When vendors make it into the top-right "leaders" quadrant of a Gartner Magic Quadrant (MQ) report, they generally don't complain. But SAP isn't thrilled with the "ability to execute" positioning of SAP BusinessObjects in the 2010 Gartner MQ for Business Intelligence Platforms, which was released early this week.
"If you look at the results, it's nonintuitive and nonsensical that we would have less ability to execute, than, for example, Microstrategy," said Franz Aman, SAP's vice president, intelligence platform product marketing.
Never mind that SAP BusinessObjects ranked second on the "completeness of vision" axis (after IBM Cognos). SAP was so upset with the ability to execute ranking (where it was behind Oracle, Microsoft, IBM, SAS and Microstrategy, in that order), that it went to the extreme of commissioning a blind survey of 24 CIOs, conducted by the Gerson Lehrman Group, that shows a higher ranking for SAP Business Objects based on an open-ended, respondent-defined interpretation of "ability to execute."
"We basically ranked in the ballpark of Oracle and IBM in the blind study, and the other vendors were in far distant spots," Aman said.

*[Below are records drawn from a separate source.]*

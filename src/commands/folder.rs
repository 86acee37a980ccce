//! Folder management CLI commands.

use clap::{Args, Subcommand};
use serde::Serialize;
use tabled::Tabled;

use docvault_core::AppResult;
use docvault_core::types::FolderId;
use docvault_entity::folder::{CreateFolder, Folder, FolderNode, UpdateFolder};
use docvault_service::{DocumentHub, RequestContext};

use super::file::FileRow;
use crate::output::{self, OutputFormat};

/// Arguments for folder commands
#[derive(Debug, Args)]
pub struct FolderArgs {
    /// Folder subcommand
    #[command(subcommand)]
    pub command: FolderCommand,
}

/// Folder subcommands
#[derive(Debug, Subcommand)]
pub enum FolderCommand {
    /// Create a new folder
    Create {
        /// Parent folder ID
        #[arg(short, long)]
        parent: FolderId,
        /// Folder name
        name: String,
    },
    /// Show a folder with its visible contents
    Show {
        /// Folder ID (defaults to the root)
        folder_id: Option<FolderId>,
    },
    /// Print the path from the root to a folder
    Path {
        /// Folder ID
        folder_id: FolderId,
    },
    /// Show the visible folder tree
    Tree {
        /// Folder ID (defaults to the root)
        folder_id: Option<FolderId>,
        /// Max depth
        #[arg(short, long, default_value = "3")]
        depth: u32,
    },
    /// Move a folder under a new parent
    Move {
        /// Folder ID
        folder_id: FolderId,
        /// New parent folder ID
        #[arg(short, long)]
        parent: FolderId,
    },
    /// Rename a folder
    Rename {
        /// Folder ID
        folder_id: FolderId,
        /// New name
        name: String,
    },
    /// Delete an empty folder
    Delete {
        /// Folder ID
        folder_id: FolderId,
    },
}

impl FolderCommand {
    /// Whether the subcommand changes the store.
    pub fn mutates(&self) -> bool {
        matches!(
            self,
            Self::Create { .. } | Self::Move { .. } | Self::Rename { .. } | Self::Delete { .. }
        )
    }
}

/// Folder display row
#[derive(Debug, Serialize, Tabled)]
struct FolderRow {
    /// Folder ID
    id: String,
    /// Name
    name: String,
    /// Parent folder ID
    parent_id: String,
    /// Updated at
    updated_at: String,
}

impl From<&Folder> for FolderRow {
    fn from(folder: &Folder) -> Self {
        Self {
            id: folder.id.to_string(),
            name: folder.name.clone(),
            parent_id: folder.parent_id.map(|p| p.to_string()).unwrap_or_default(),
            updated_at: folder.updated_at.format("%Y-%m-%d %H:%M").to_string(),
        }
    }
}

/// Execute folder commands
pub async fn execute(
    args: &FolderArgs,
    hub: &DocumentHub,
    ctx: &RequestContext,
    format: OutputFormat,
) -> AppResult<()> {
    let folders = hub.folders();
    match &args.command {
        FolderCommand::Create { parent, name } => {
            let req = CreateFolder {
                name: name.clone(),
                parent_id: Some(*parent),
            };
            let folder = folders.create_folder(ctx, req).await?;
            output::print_item(FolderRow::from(&folder), &folder, format);
        }
        FolderCommand::Show { folder_id } => {
            let folder_id = match folder_id {
                Some(id) => *id,
                None => hub.root_folder_id().await?,
            };
            let view = folders.get_folder(ctx, folder_id).await?;
            if format == OutputFormat::Json {
                output::print_json(&view);
                return Ok(());
            }
            let contents = &view.contents;
            output::print_kv("Folder", &contents.folder.name);
            output::print_kv("ID", &contents.folder.id.to_string());
            output::print_kv("Access level", view.access_level.as_str());
            output::print_kv("Grants", &contents.access_roles.len().to_string());
            println!();
            let rows: Vec<FolderRow> = contents.child_folders.iter().map(FolderRow::from).collect();
            output::print_list(&rows, &contents.child_folders, format);
            let rows: Vec<FileRow> = contents.files.iter().map(FileRow::from).collect();
            output::print_list(&rows, &contents.files, format);
        }
        FolderCommand::Path { folder_id } => {
            let path = folders.folder_breadcrumbs(ctx, *folder_id).await?;
            match format {
                OutputFormat::Json => output::print_json(&path),
                OutputFormat::Table => println!("{}", path.display_path()),
            }
        }
        FolderCommand::Tree { folder_id, depth } => {
            let folder_id = match folder_id {
                Some(id) => *id,
                None => hub.root_folder_id().await?,
            };
            let tree = folders.folder_tree(ctx, folder_id, *depth).await?;
            match format {
                OutputFormat::Json => output::print_json(&tree),
                OutputFormat::Table => {
                    println!("{}/ [{}]", tree.name, tree.access_level);
                    print_children(&tree, 1);
                }
            }
        }
        FolderCommand::Move { folder_id, parent } => {
            let patch = UpdateFolder {
                parent_id: Some(*parent),
                ..Default::default()
            };
            let folder = folders.update_folder(ctx, *folder_id, patch).await?;
            output::print_item(FolderRow::from(&folder), &folder, format);
        }
        FolderCommand::Rename { folder_id, name } => {
            let patch = UpdateFolder {
                name: Some(name.clone()),
                ..Default::default()
            };
            let folder = folders.update_folder(ctx, *folder_id, patch).await?;
            output::print_item(FolderRow::from(&folder), &folder, format);
        }
        FolderCommand::Delete { folder_id } => {
            folders.delete_folder(ctx, *folder_id).await?;
            output::print_success(&format!("Folder {folder_id} deleted"));
        }
    }

    Ok(())
}

fn print_children(node: &FolderNode, level: usize) {
    for child in &node.children {
        let indent = "  ".repeat(level);
        println!(
            "{indent}├── {}/ [{}, {} files]",
            child.name, child.access_level, child.file_count
        );
        print_children(child, level + 1);
    }
}
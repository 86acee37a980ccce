//! Shared domain types.

pub mod id;

pub use id::{AccessRoleId, FileId, FolderId, UserId, UserRoleId};
//! Password hashing.

pub mod hasher;

pub use hasher::PasswordHasher;
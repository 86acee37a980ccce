//! Payload upload and download.

use bytes::Bytes;
use tracing::{info, warn};

use docvault_auth::{require_access, resolve_file_access};
use docvault_core::types::FileId;
use docvault_core::{AppResult, ErrorCode};
use docvault_database::EntityStore;
use docvault_entity::access::DocumentAction;

use crate::context::{RequestContext, load_actor};

use super::service::{FileService, ensure_viewable};

impl<S: EntityStore> FileService<S> {
    /// Stores the payload of a file, replacing any previous one.
    ///
    /// Only the file's last editor may upload. The exclusive lock is held
    /// for the whole transfer, so no other operation observes the record
    /// while its payload changes.
    pub async fn upload_file_data(
        &self,
        ctx: &RequestContext,
        file_id: FileId,
        data: Bytes,
    ) -> AppResult<()> {
        let store = self.store.write().await;
        let actor = load_actor(&*store, ctx)?;

        let (file, _) = resolve_file_access(&*store, &actor, file_id)?;
        if !file.is_last_editor(actor.id) {
            warn!(user_id = %actor.id, file_id = %file.id, "Upload denied: not the last editor");
            return Err(ErrorCode::Forbidden.into());
        }
        if data.len() as u64 > self.max_upload_size_bytes {
            return Err(ErrorCode::UploadTooLarge.into());
        }

        let size = data.len();
        self.blobs.put(file.id, data).await?;

        info!(user_id = %ctx.user_id, file_id = %file.id, bytes = size, "File data uploaded");
        Ok(())
    }

    /// Reads the payload of a file.
    ///
    /// Requires `Viewer` on the folder, the last editor included. Drafts
    /// additionally follow the visibility rule of [`FileService::get_file`].
    /// `FileDataNotFound` means the record exists but nothing was uploaded.
    pub async fn download_file_data(&self, ctx: &RequestContext, file_id: FileId) -> AppResult<Bytes> {
        let store = self.store.read().await;
        let actor = load_actor(&*store, ctx)?;

        let (file, level) = resolve_file_access(&*store, &actor, file_id)?;
        require_access(&actor, level, DocumentAction::FileDownload)?;
        ensure_viewable(&actor, &file, level)?;

        self.blobs
            .get(file.id)
            .await?
            .ok_or_else(|| ErrorCode::FileDataNotFound.into())
    }
}
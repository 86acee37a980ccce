//! Name normalisation applied before names are validated and stored.

/// Trim surrounding whitespace and HTML-escape the result.
///
/// Names are compared after this step, so `" docs "` and `"docs"` collide.
pub fn prepare_name(raw: &str) -> String {
    let trimmed = raw.trim();
    let mut out = String::with_capacity(trimmed.len());
    for ch in trimmed.chars() {
        match ch {
            '&' => out.push_str("&amp;"),
            '<' => out.push_str("&lt;"),
            '>' => out.push_str("&gt;"),
            '"' => out.push_str("&#34;"),
            '\'' => out.push_str("&#39;"),
            other => out.push(other),
        }
    }
    out
}

/// Apply [`prepare_name`] to an optional patch value.
///
/// Blank input collapses to `None` so that it leaves the stored value alone.
pub fn prepare_optional(raw: Option<&str>) -> Option<String> {
    raw.map(prepare_name).filter(|name| !name.is_empty())
}
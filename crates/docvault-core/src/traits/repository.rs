//! Generic repository trait for entity store access.

use std::fmt::Display;
use std::hash::Hash;

use crate::result::AppResult;

/// A persisted domain record with a typed primary key.
pub trait Entity: Clone + Send + Sync + 'static {
    /// Primary key type.
    type Id: Copy + Eq + Hash + Display + Send + Sync + 'static;

    /// Human readable entity name used in log lines and store errors.
    const KIND: &'static str;

    /// Return the primary key.
    fn id(&self) -> Self::Id;
}

/// Generic CRUD repository trait.
///
/// Repositories are only ever touched while the caller holds the global
/// store lock, so the methods are synchronous. Entity-specific queries are
/// expressed with [`Repository::filter`] or defined on the store.
pub trait Repository<E: Entity>: Send + Sync {
    /// Find an entity by its primary key.
    fn find_by_id(&self, id: &E::Id) -> AppResult<Option<E>>;

    /// Return every entity in insertion order.
    fn find_all(&self) -> AppResult<Vec<E>>;

    /// Return every entity matching `predicate`, in insertion order.
    fn filter(&self, predicate: &dyn Fn(&E) -> bool) -> AppResult<Vec<E>>;

    /// Return the first entity matching `predicate`.
    fn find_one(&self, predicate: &dyn Fn(&E) -> bool) -> AppResult<Option<E>> {
        Ok(self.filter(predicate)?.into_iter().next())
    }

    /// Persist a new entity and return it.
    fn create(&mut self, entity: E) -> AppResult<E>;

    /// Replace an existing entity and return the stored version.
    fn update(&mut self, entity: E) -> AppResult<E>;

    /// Delete an entity by its primary key. Returns `true` if deleted.
    fn delete(&mut self, id: &E::Id) -> AppResult<bool>;

    /// Count total entities.
    fn count(&self) -> AppResult<u64>;
}
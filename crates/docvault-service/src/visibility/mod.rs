//! Pruning of folder listings according to the caller's access.

pub mod filter;

pub use filter::{apply_visibility, visible_files};
//! The coordinator that wires the store, the blob store and the services.

use std::path::Path;
use std::sync::Arc;

use chrono::Utc;
use serde::{Deserialize, Serialize};
use tracing::info;

use docvault_auth::PasswordHasher;
use docvault_core::config::seed::SeedConfig;
use docvault_core::config::storage::StorageConfig;
use docvault_core::traits::BlobStore;
use docvault_core::types::{FolderId, UserId};
use docvault_core::{AppResult, ErrorCode};
use docvault_database::{EntityStore, MemoryStore, snapshot};
use docvault_entity::folder::Folder;
use docvault_entity::sanitize::prepare_name;
use docvault_entity::user::{CreateUser, UserProfile};

use crate::context::RequestContext;
use crate::coordinator::SharedStore;
use crate::file::FileService;
use crate::folder::FolderService;
use crate::role::RoleService;
use crate::user::UserService;
use crate::user::service::insert_user;

/// Outcome of [`DocumentHub::seed`].
#[derive(Debug, Clone, Serialize, Deserialize)]
pub struct SeedReport {
    /// Whether the administrator account was created by this call.
    pub admin_created: bool,
    /// Whether the root folder was created by this call.
    pub root_created: bool,
    /// The administrator's id.
    pub admin_id: UserId,
    /// The root folder's id.
    pub root_folder_id: FolderId,
}

/// Owns the lock-guarded store and hands out the services.
///
/// Every service shares the same [`SharedStore`], so all of them serialize
/// on one global read/write lock.
#[derive(Debug)]
pub struct DocumentHub<S: EntityStore = MemoryStore> {
    store: SharedStore<S>,
    hasher: Arc<PasswordHasher>,
    folders: FolderService<S>,
    files: FileService<S>,
    users: UserService<S>,
    roles: RoleService<S>,
}

impl<S: EntityStore> DocumentHub<S> {
    /// Build a hub over an existing store.
    pub fn new(store: S, blobs: Arc<dyn BlobStore>, storage: &StorageConfig) -> Self {
        let store = SharedStore::new(store);
        let hasher = Arc::new(PasswordHasher::new());
        Self {
            folders: FolderService::new(store.clone()),
            files: FileService::new(store.clone(), blobs, storage.max_upload_size_bytes),
            users: UserService::new(store.clone(), Arc::clone(&hasher)),
            roles: RoleService::new(store.clone()),
            hasher,
            store,
        }
    }

    /// Folder operations.
    pub fn folders(&self) -> &FolderService<S> {
        &self.folders
    }

    /// File operations.
    pub fn files(&self) -> &FileService<S> {
        &self.files
    }

    /// User operations.
    pub fn users(&self) -> &UserService<S> {
        &self.users
    }

    /// Role and grant operations.
    pub fn roles(&self) -> &RoleService<S> {
        &self.roles
    }

    /// The shared store handle.
    pub fn store(&self) -> &SharedStore<S> {
        &self.store
    }

    /// Create the administrator and the root folder when they are missing.
    ///
    /// Running it again on a seeded store changes nothing.
    pub async fn seed(&self, config: &SeedConfig) -> AppResult<SeedReport> {
        let mut store = self.store.write().await;

        let username = prepare_name(&config.admin_username);
        let (admin, admin_created) = match store.find_user_by_username(&username)? {
            Some(existing) => (existing, false),
            None => {
                let admin = insert_user(
                    &mut *store,
                    &self.hasher,
                    CreateUser {
                        username,
                        display_name: config.admin_display_name.clone(),
                        password: config.admin_password.clone(),
                        is_admin: true,
                    },
                )?;
                (admin, true)
            }
        };

        let (root, root_created) = match store.root_folder()? {
            Some(existing) => (existing, false),
            None => {
                let name = prepare_name(&config.root_folder_name);
                if name.is_empty() {
                    return Err(ErrorCode::RequiredFolderName.into());
                }
                let now = Utc::now();
                let root = store.folders_mut().create(Folder {
                    id: FolderId::new(),
                    name,
                    parent_id: None,
                    last_editor_id: admin.id,
                    created_at: now,
                    updated_at: now,
                })?;
                (root, true)
            }
        };

        info!(
            admin_id = %admin.id,
            root_folder_id = %root.id,
            admin_created,
            root_created,
            "Store seeded"
        );
        Ok(SeedReport {
            admin_created,
            root_created,
            admin_id: admin.id,
            root_folder_id: root.id,
        })
    }

    /// Id of the root folder, once seeded.
    pub async fn root_folder_id(&self) -> AppResult<FolderId> {
        let store = self.store.read().await;
        let root = store.root_folder()?.ok_or(ErrorCode::FolderNotFound)?;
        Ok(root.id)
    }

    /// Resolve an authenticated user id into a request context.
    pub async fn authenticate(&self, user_id: UserId) -> AppResult<RequestContext> {
        self.users.authenticate(user_id).await
    }

    /// Check credentials and return the matching profile.
    pub async fn login(&self, username: &str, password: &str) -> AppResult<UserProfile> {
        self.users.login(username, password).await
    }

    /// Request context for a username, used by trusted local callers.
    pub async fn context_for(&self, username: &str) -> AppResult<RequestContext> {
        self.users.authenticate_username(username).await
    }
}

impl DocumentHub<MemoryStore> {
    /// Write the current store to a snapshot file under the shared lock.
    pub async fn save_snapshot(&self, path: impl AsRef<Path>) -> AppResult<()> {
        let store = self.store.read().await;
        snapshot::save(&store, path).await
    }
}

Gartner says it defines and measures ability to execute across all MQ reports in terms of seven dimensions: product and service competitiveness, vendor viability, sales execution and pricing, market responsiveness, market execution, customer experience and operations. The weighting on each of these seven dimensions varies from year to year based on customer inquiries and market changes, said Rita Sallam, the primary author of this year's BI MQ. She defended the ability to execute rankings saying they were based in large part on nearly 900 customer interviews, including 91 SAP BusinessObjects customers, most of whom were referred by SAP itself. As stated in the MQ report, both IBM Cognos and SAP BusinessObjects lagged in the survey's customer experience ratings, which Gartner interpreted as a result of post-acquisition challenges.
"When there's an acquisition, there's often a lot of turmoil," Sallam said. "SAP, in particular, had significant challenges when it changed over [BusinessObjects] support [to SAP]... IBM cut over Cognos support to IBM in 2009, and it also realigned sales territories and changed the way Cognos customers buy products. Change by itself can have a negative impact on customer perceptions."
Oracle saw a similar decline it survey-based customer experience ratings in 2008 after its Hyperion acquisition, Sallam said, "but it now seems like they are beyond that transition and they had significantly better scores for 2009 than in 2008."